Top of INPUT

//! 错误捕获与回退
//!
//! ErrorCapture 包裹一个持有状态的组件（owner），状态机只有两态：Clean / Captured。
//! - 组件每个渲染周期调用一次 observe，内部维护 (current, previous) 两个槽位
//! - 首个错误到达时进入 Captured：冻结错误与回退快照；之后的错误一律忽略，直到显式 reset
//! - 自身错误（如请求失败）以 current 为快照；子视图错误以 previous 为快照：
//!   子视图在本次渲染中失败，回退目标是上一次渲染时的状态
//! - reset 同时清空错误与快照，把快照作为新的当前状态，并交给回退处理器（每次捕获只交付一次）

use std::fmt;

/// 错误来源
#[derive(Debug, Clone, Copy, PartialEq, Eq)]
pub enum ErrorSource {
    /// 组件自身的执行路径
    Owner,
    /// 子视图 / 下游消费者
    Descendant,
}

/// 捕获状态
#[derive(Debug, Clone, Copy, PartialEq, Eq)]
pub enum CaptureState {
    Clean,
    Captured,
}

struct Captured<S, E> {
    error: E,
    snapshot: S,
}

type CaptureHook<E> = Box<dyn FnMut(&E) + Send>;
type FallbackHook<S, E> = Box<dyn FnMut(S, E) + Send>;

pub struct ErrorCapture<S, E> {
    current: S,
    previous: S,
    captured: Option<Captured<S, E>>,
    on_capture: Option<CaptureHook<E>>,
    on_fallback: Option<FallbackHook<S, E>>,
}

impl<S: Clone, E: fmt::Display> ErrorCapture<S, E> {
    /// 以初始状态创建；初始时 previous 与 current 相同
    pub fn new(initial: S) -> Self {
        Self {
            previous: initial.clone(),
            current: initial,
            captured: None,
            on_capture: None,
            on_fallback: None,
        }
    }

    /// 进入 Captured 时回调（用于通知组件切换到错误展示）
    pub fn on_capture(mut self, f: impl FnMut(&E) + Send + 'static) -> Self {
        self.on_capture = Some(Box::new(f));
        self
    }

    /// reset 时接收 (快照, 错误)，由组件恢复自身状态
    pub fn on_fallback(mut self, f: impl FnMut(S, E) + Send + 'static) -> Self {
        self.on_fallback = Some(Box::new(f));
        self
    }

    /// 记录本次渲染的状态
    pub fn observe(&mut self, state: S) {
        self.previous = std::mem::replace(&mut self.current, state);
    }

    pub fn current(&self) -> &S {
        &self.current
    }

    pub fn previous(&self) -> &S {
        &self.previous
    }

    pub fn state(&self) -> CaptureState {
        if self.captured.is_some() {
            CaptureState::Captured
        } else {
            CaptureState::Clean
        }
    }

    pub fn is_captured(&self) -> bool {
        self.captured.is_some()
    }

    pub fn error(&self) -> Option<&E> {
        self.captured.as_ref().map(|c| &c.error)
    }

    pub fn snapshot(&self) -> Option<&S> {
        self.captured.as_ref().map(|c| &c.snapshot)
    }

    /// 上报错误；返回是否被捕获（已处于 Captured 时返回 false 且不做任何改变）
    pub fn report(&mut self, source: ErrorSource, error: E) -> bool {
        if self.captured.is_some() {
            tracing::debug!(?source, error = %error, "error ignored: already captured");
            return false;
        }
        let snapshot = match source {
            ErrorSource::Owner => self.current.clone(),
            ErrorSource::Descendant => self.previous.clone(),
        };
        tracing::warn!(?source, error = %error, "error captured");
        if let Some(hook) = self.on_capture.as_mut() {
            hook(&error);
        }
        self.captured = Some(Captured { error, snapshot });
        true
    }

    /// 执行子视图逻辑，Err 作为 Descendant 错误上报
    pub fn guard<T>(&mut self, f: impl FnOnce() -> Result<T, E>) -> Option<T> {
        match f() {
            Ok(v) => Some(v),
            Err(e) => {
                self.report(ErrorSource::Descendant, e);
                None
            }
        }
    }

    /// 回退：Clean 状态下无操作并返回 false
    pub fn reset(&mut self) -> bool {
        let Some(Captured { error, snapshot }) = self.captured.take() else {
            return false;
        };
        tracing::info!(error = %error, "fallback to snapshot");
        self.observe(snapshot.clone());
        if let Some(hook) = self.on_fallback.as_mut() {
            hook(snapshot, error);
        }
        true
    }
}

impl<S: fmt::Debug, E: fmt::Debug> fmt::Debug for ErrorCapture<S, E> {
    fn fmt(&self, f: &mut fmt::Formatter<'_>) -> fmt::Result {
        f.debug_struct("ErrorCapture")
            .field("current", &self.current)
            .field("previous", &self.previous)
            .field("error", &self.captured.as_ref().map(|c| &c.error))
            .field("snapshot", &self.captured.as_ref().map(|c| &c.snapshot))
            .finish()
    }
}
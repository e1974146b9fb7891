//! 分页：组件状态、状态变更动作、页窗口计算、行填充与区间校验
//!
//! page_index 使用有符号整数：越界翻页不在这里拦截，而是由子视图的区间校验报错，
//! 再由看板组件的错误捕获回退到上一状态。

use crate::core::ViewError;
use crate::currency::model::CurrencyMap;

/// 看板组件状态
#[derive(Debug, Clone, PartialEq)]
pub struct PageState {
    pub page_size: usize,
    pub page_index: i64,
    pub currency_data: CurrencyMap,
}

impl PageState {
    pub fn new(page_size: usize) -> Self {
        Self {
            page_size,
            page_index: 0,
            currency_data: CurrencyMap::default(),
        }
    }

    /// 应用一次状态变更
    pub fn reduce(&self, action: PageAction) -> PageState {
        match action {
            PageAction::UpdateList(currency_data) => PageState {
                currency_data,
                ..self.clone()
            },
            PageAction::IncrementPage => PageState {
                page_index: self.page_index + 1,
                ..self.clone()
            },
            PageAction::DecrementPage => PageState {
                page_index: self.page_index - 1,
                ..self.clone()
            },
            // 改变每页条数时回到第一页
            PageAction::SetPageSize(page_size) => PageState {
                page_size,
                page_index: 0,
                ..self.clone()
            },
            PageAction::Reset(state) => state,
        }
    }
}

#[derive(Debug, Clone, PartialEq)]
pub enum PageAction {
    UpdateList(CurrencyMap),
    IncrementPage,
    DecrementPage,
    SetPageSize(usize),
    Reset(PageState),
}

/// 由状态推导出的当前页窗口（下标从 0 开始，end 为闭区间）
#[derive(Debug, Clone, Copy, PartialEq, Eq)]
pub struct PageWindow {
    pub start: i64,
    pub end: i64,
    pub len: usize,
    pub page_size: usize,
    pub page_index: i64,
}

impl PageWindow {
    pub fn of(state: &PageState) -> Self {
        let len = state.currency_data.len() as i64;
        let size = state.page_size as i64;
        let start = state.page_index * size;
        let end = if start + size >= len {
            len.max(1) - 1
        } else {
            start + size - 1
        };
        Self {
            start,
            end,
            len: state.currency_data.len(),
            page_size: state.page_size,
            page_index: state.page_index,
        }
    }

    /// 摘要用的 1 起始位置；空列表时为 0
    pub fn start_pos(&self) -> i64 {
        if self.len == 0 {
            0
        } else {
            self.start + 1
        }
    }

    pub fn end_pos(&self) -> i64 {
        if self.len == 0 {
            0
        } else {
            self.end + 1
        }
    }

    /// 最后一项已显示时不可下一页
    pub fn has_next(&self) -> bool {
        self.len != 0 && self.end != self.len as i64 - 1
    }

    pub fn has_previous(&self) -> bool {
        self.len > 0 && self.page_index > 0
    }
}

/// 列表的区间校验（顺序：1303、1304、1300，列表非空时再查 1301、1302）
pub fn validate_window(len: usize, start: i64, end: i64) -> Result<(), ViewError> {
    if start < 0 {
        return Err(ViewError::NegativeStart(start));
    }
    if end < 0 {
        return Err(ViewError::NegativeEnd(end));
    }
    if start > end {
        return Err(ViewError::StartAfterEnd { start, end });
    }
    if len == 0 {
        return Ok(());
    }
    if start >= len as i64 {
        return Err(ViewError::StartOutOfRange { start, len });
    }
    if end >= len as i64 {
        return Err(ViewError::EndOutOfRange { end, len });
    }
    Ok(())
}

/// 摘要面板的位置校验（1 起始位置，允许等于总数）
pub fn validate_positions(start_pos: i64, end_pos: i64, total: usize) -> Result<(), ViewError> {
    if start_pos > end_pos {
        return Err(ViewError::StartAfterEnd {
            start: start_pos,
            end: end_pos,
        });
    }
    if start_pos < 0 {
        return Err(ViewError::NegativeStart(start_pos));
    }
    if end_pos < 0 {
        return Err(ViewError::NegativeEnd(end_pos));
    }
    if total == 0 {
        return Ok(());
    }
    if start_pos > total as i64 {
        return Err(ViewError::StartOutOfRange {
            start: start_pos,
            len: total,
        });
    }
    if end_pos > total as i64 {
        return Err(ViewError::EndOutOfRange {
            end: end_pos,
            len: total,
        });
    }
    Ok(())
}

/// 一行展示数据
#[derive(Debug, Clone, PartialEq)]
pub enum Row {
    Rate {
        symbol: String,
        name: String,
        unit: String,
        kind: String,
        /// 保留三位小数
        value: String,
    },
    Blank,
}

/// 生成恰好 page_size 行；超出数据末尾或列表为空时填充 Blank
pub fn page_rows(data: &CurrencyMap, start: i64, end: i64, page_size: usize) -> Vec<Row> {
    (start..start + page_size as i64)
        .map(|i| {
            if i > end || i < 0 || data.is_empty() {
                return Row::Blank;
            }
            match data.get(i as usize) {
                Some((symbol, info)) => Row::Rate {
                    symbol: symbol.to_string(),
                    name: info.name.clone(),
                    unit: info.unit.clone(),
                    kind: info.kind.clone(),
                    value: format!("{:.3}", info.value),
                },
                None => Row::Blank,
            }
        })
        .collect()
}

/// 每页条数选项；默认值必须是选项之一
#[derive(Debug, Clone, PartialEq, Eq)]
pub struct PageSizeOptions {
    options: Vec<usize>,
    default: usize,
}

impl PageSizeOptions {
    pub fn new(options: Vec<usize>, default: usize) -> Result<Self, ViewError> {
        if !options.contains(&default) {
            return Err(ViewError::UnknownPageSize {
                size: default,
                options: options.len(),
            });
        }
        Ok(Self { options, default })
    }

    /// 只接受选项中的条数
    pub fn check(&self, size: usize) -> Result<usize, ViewError> {
        if self.options.contains(&size) {
            Ok(size)
        } else {
            Err(ViewError::UnknownPageSize {
                size,
                options: self.options.len(),
            })
        }
    }

    pub fn options(&self) -> &[usize] {
        &self.options
    }

    pub fn default_size(&self) -> usize {
        self.default
    }
}

impl Default for PageSizeOptions {
    fn default() -> Self {
        Self {
            options: vec![5, 6, 7, 8, 9, 10],
            default: 5,
        }
    }
}
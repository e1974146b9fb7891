//! Fxview - 汇率看板
//!
//! 入口：初始化日志、加载配置，注册 get_currency 策略，拉取一次汇率并输出第一页。
//! 用法：`fxview [config.toml]`

use std::path::PathBuf;
use std::sync::Arc;

use anyhow::Context;
use fxview::client::{Dispatcher, HttpTransport, StrategyRegistry};
use fxview::config::load_config;
use fxview::currency::{
    register_currency_strategy, BoardView, PageSizeOptions, RatesBoard, Row, CURRENCY_KEY,
};
use fxview::observability;
use fxview::store::{DataStore, StoreEvent};

#[tokio::main]
async fn main() -> anyhow::Result<()> {
    observability::init();

    let config_path = std::env::args().nth(1).map(PathBuf::from);
    let cfg = load_config(config_path).context("Failed to load config")?;

    let store = Arc::new(DataStore::new());
    store.add_listener(
        StoreEvent::OnSet,
        CURRENCY_KEY,
        Arc::new(|rates: &serde_json::Value| {
            let symbols = rates.as_object().map_or(0, |m| m.len());
            tracing::info!(symbols, "currency rates updated");
        }),
    );

    let transport = Arc::new(HttpTransport::new(&cfg.api.user_agent));
    let mut registry = StrategyRegistry::new(Dispatcher::new(transport));
    register_currency_strategy(
        &mut registry,
        Arc::clone(&store),
        &cfg.api.currency_url,
        cfg.api.timeout_secs,
    )
    .context("Failed to register currency strategy")?;

    let page_sizes = PageSizeOptions::new(cfg.view.page_size_options.clone(), cfg.view.default_page_size)
        .context("Invalid page size options")?;
    let board = RatesBoard::new(Arc::new(registry), page_sizes);

    board
        .update()
        .context("Failed to start currency update")?
        .finished()
        .await;

    match board.render() {
        BoardView::Failed { message } => {
            println!("Something went wrong:\n{message}");
        }
        BoardView::Page(page) => {
            println!("Rates");
            for row in &page.rows {
                match row {
                    Row::Rate {
                        name,
                        unit,
                        kind,
                        value,
                        ..
                    } => println!("{name:<24} {unit:<6} {kind:<10} {value:>16}"),
                    Row::Blank => println!(),
                }
            }
            println!(
                "Rows per page: {}    {} - {} of {}",
                page.page_size, page.start_pos, page.end_pos, page.total
            );
        }
    }

    Ok(())
}
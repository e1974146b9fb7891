//! 可观测性：tracing 日志初始化

use tracing_subscriber::{fmt, prelude::*, EnvFilter};

/// 默认 info，可通过 RUST_LOG 覆盖（如 `RUST_LOG=fxview=debug`）
pub fn init() {
    tracing_subscriber::registry()
        .with(EnvFilter::try_from_default_env().unwrap_or_else(|_| EnvFilter::new("info")))
        .with(fmt::layer())
        .init();
}
//! 请求层：传输抽象、分发器（超时/解码/回调）、策略注册表

pub mod dispatcher;
pub mod mock;
pub mod registry;
pub mod transport;

pub use dispatcher::{
    decode, Blob, Decoded, Dispatcher, OnComplete, OnError, RequestConfig, RequestHandle,
    ResponseType, MIN_TIMEOUT_SECS,
};
pub use mock::{MockReply, MockTransport};
pub use registry::{ApiStrategy, CompleteWrap, ErrorWrap, StrategyRegistry};
pub use transport::{HttpTransport, RawResponse, RequestOptions, Transport};
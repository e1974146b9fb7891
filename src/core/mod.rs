//! 核心层：错误类型

pub mod error;

pub use error::{BoardError, ClientError, ViewError};
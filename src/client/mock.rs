//! Mock 传输（用于测试，无需网络）
//!
//! 按 URL 预设应答：延迟后返回响应、延迟后失败、或永不返回；记录每次请求的 URL。

use std::collections::HashMap;
use std::sync::Mutex;
use std::time::Duration;

use async_trait::async_trait;

use crate::client::transport::{RawResponse, RequestOptions, Transport};
use crate::core::ClientError;

/// 预设应答
#[derive(Debug, Clone)]
pub enum MockReply {
    Respond { delay: Duration, response: RawResponse },
    Fail { delay: Duration, message: String },
    /// 永不返回，用于超时/取消测试
    Hang,
}

/// Mock 传输：未预设的 URL 返回 Transport 错误
#[derive(Debug, Default)]
pub struct MockTransport {
    routes: Mutex<HashMap<String, MockReply>>,
    requests: Mutex<Vec<String>>,
}

impl MockTransport {
    pub fn new() -> Self {
        Self::default()
    }

    pub fn reply(&self, url: impl Into<String>, reply: MockReply) {
        self.routes
            .lock()
            .unwrap_or_else(|e| e.into_inner())
            .insert(url.into(), reply);
    }

    pub fn respond(&self, url: impl Into<String>, delay: Duration, response: RawResponse) {
        self.reply(url, MockReply::Respond { delay, response });
    }

    pub fn respond_json(&self, url: impl Into<String>, delay: Duration, body: &serde_json::Value) {
        self.respond(url, delay, RawResponse::json(body));
    }

    pub fn fail(&self, url: impl Into<String>, delay: Duration, message: impl Into<String>) {
        self.reply(
            url,
            MockReply::Fail {
                delay,
                message: message.into(),
            },
        );
    }

    pub fn hang(&self, url: impl Into<String>) {
        self.reply(url, MockReply::Hang);
    }

    /// 已请求过的 URL（按请求顺序）
    pub fn requests(&self) -> Vec<String> {
        self.requests.lock().unwrap_or_else(|e| e.into_inner()).clone()
    }
}

#[async_trait]
impl Transport for MockTransport {
    async fn fetch(&self, url: &str, _options: &RequestOptions) -> Result<RawResponse, ClientError> {
        self.requests
            .lock()
            .unwrap_or_else(|e| e.into_inner())
            .push(url.to_string());
        let reply = self
            .routes
            .lock()
            .unwrap_or_else(|e| e.into_inner())
            .get(url)
            .cloned();
        match reply {
            Some(MockReply::Respond { delay, response }) => {
                tokio::time::sleep(delay).await;
                Ok(response)
            }
            Some(MockReply::Fail { delay, message }) => {
                tokio::time::sleep(delay).await;
                Err(ClientError::Transport(message))
            }
            Some(MockReply::Hang) => std::future::pending().await,
            None => Err(ClientError::Transport(format!("No route: {url}"))),
        }
    }
}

Bottom of INPUT

**DESCRIPTION OF THE TASK:** Could you retype exactly the lines above, starting at the line that contains "PageAction::SetPageSize(page_size) => PageState" and ending at the line that contains "pub enum PageAction", and nothing more?

**ANSWER FOR THIS EXERCISE:**
            PageAction::SetPageSize(page_size) => PageState {
                page_size,
                page_index: 0,
                ..self.clone()
            },
            PageAction::Reset(state) => state,
        }
    }
}

#[derive(Debug, Clone, PartialEq)]
pub enum PageAction {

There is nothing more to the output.